This month marks 10 years since Oregon passed Measure 91, which created our Adult Use cannabis program. Since then, the state has grown, sold, taxed and consumed a tremendous amount of cannabis (including edibles, vaporizers and other canna products.)

While there are valid arguments that in doing so the state decimated its long-running Oregon Medical Marijuana Program, the benefits from Adult Use have been multifold. Most would agree we are better off now than we were 10 years ago, be it the taxes raised, the jobs created, the relief offered, or the fears of prosecution alleviated.

In 2014, only Washington state, Colorado, Oregon and the District of Columbia had Adult Use programs. By 2024, 24 states, two territories, and D.C have such programs. Voting on establishing Adult Use programs just concluded in Florida, Nebraska, North and South Dakota. A Gallup poll in 2023 found approximately 70% of Americans favor cannabis legalization, the highest it’s ever been since Gallup began asking the question in 1969.

Credit: Aphiwat Chuangchoem @ Pexels

But problems remain in states which have established Adult Use, including Oregon. Granted, many issues could be solved through re/descheduling cannabis at the federal level. But each state seems to have struggles with its own program.

In September, I wrote about the growing pains experienced in New York. New York City in particular has been playing whack-a-mole with more unlicensed dispensaries (3,000+) than Oregon has licensed dispensaries statewide (824).

In May, its “Padlock To Protect” program began, shuttering 1,200 illegal dispensaries through October. (One unlicensed dispensary was even fined a staggering $9.5 million for refusing to cease operating despite warnings going back to June 2023.)

But a Queens judge ruled late last month that New York City’s efforts were unconstitutional, moving the City to file an emergency appeal. But per the Associated Press, the plaintiff’s attorney Lance Lazzaro, “predicted the ruling would allow every store that has been shut down to reopen and sue for damages, including for lost business and reputational harm.” Larazzo is not a newcomer to the idea, having filed a class action suit back in June 2024 on behalf of over two dozen dispensaries that had been shut down by the city.

A recent study determines no more than 15% of cannabis sales are done through the state’s 222 licensed dispensaries, which could expand to over 1,000 if the illegal shops were shut down.

On the other side of the country, California continues its own battles against unlicensed sales, which one study estimates accounts for more than half of the state’s cannabis sales. That isn’t welcome news to the licensed industry, who found 2024 to be another bruising one at best. The SF Gate ran a story in June saying, “Overall sales have been falling for the past two years. The number of legal cannabis growers and brands has decreased by more than 70% since legalization first went into effect…. companies owe the state more than $730 million in back taxes, money that California likely will never see as most of those companies have already foldedemployment in the legal industry is also falling…and Michigan has surpassed Cali as the nation’s largest legal marketplace.”

Here at home, things look brighter on some fronts, while also confirming long-held suspicions about inflated potency claims.

Thanks to ideal grow conditions, and a reduction in wildfires, the sun-grown harvest for 2024 is being deemed a “huge improvement” over recent years. This should result in a greater variety and lower prices for consumers.
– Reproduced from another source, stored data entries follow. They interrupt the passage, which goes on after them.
use std::fmt;

use super::traits::Prompter;

/// What to do with a line.
#[derive(Debug, Clone, Copy, PartialEq, Eq)]
pub enum Decision {
    /// Keep the line and never propose it again.
    Tag,
    /// Stop processing the document; the rest is copied unchanged.
    Next,
    Replace,
    NoReplace,
}

impl Decision {
    /// Parse a prompt answer. An empty answer accepts the replacement.
    ///
    /// `N` (upper case) moves to the next file, `n` declines.
    pub fn from_answer(answer: &str) -> Option<Self> {
        match answer.trim() {
            "" | "y" | "Y" | "yes" => Some(Self::Replace),
            "n" | "no" => Some(Self::NoReplace),
            "t" | "T" | "tag" => Some(Self::Tag),
            "N" | "next" => Some(Self::Next),
            _ => None,
        }
    }
}

impl fmt::Display for Decision {
    fn fmt(&self, f: &mut fmt::Formatter<'_>) -> fmt::Result {
        match self {
            Decision::Tag => write!(f, "tag"),
            Decision::Next => write!(f, "next"),
            Decision::Replace => write!(f, "replace"),
            Decision::NoReplace => write!(f, "no-replace"),
        }
    }
}

/// A proposed change for one line.
#[derive(Debug, Clone, Copy)]
pub struct Candidate<'a> {
    pub original: &'a str,
    pub replacement: &'a str,
}

/// Decide the action for a line.
///
/// Without a candidate the prompter is never consulted.
pub fn resolve_action<P: Prompter + ?Sized>(
    candidate: Option<Candidate<'_>>,
    interactive: bool,
    prompter: &mut P,
) -> Decision {
    match candidate {
        None => Decision::NoReplace,
        Some(_) if !interactive => Decision::Replace,
        Some(candidate) => prompter.ask(candidate.original, candidate.replacement),
    }
}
The less-happy news is that the state is considering pulling the licenses of three cannabis testing labs that were caught boosting the THC content of submitted flower samples, while another four face suspension or fines. The Portland Business Journal reports that in one case, “…Lab employees ‘added a cannabinoid concentrate, kief, to the samples taken for testing…”

This may just be the start, as the Journal continues that an attorney for one of the labs states, “They’re going after the labs, then the employees involved, then all the producers and wholesalers who are implicated… you saw the first wave, but you’re going to see more.”

Once again: Chasing THC numbers in flowers is for fools.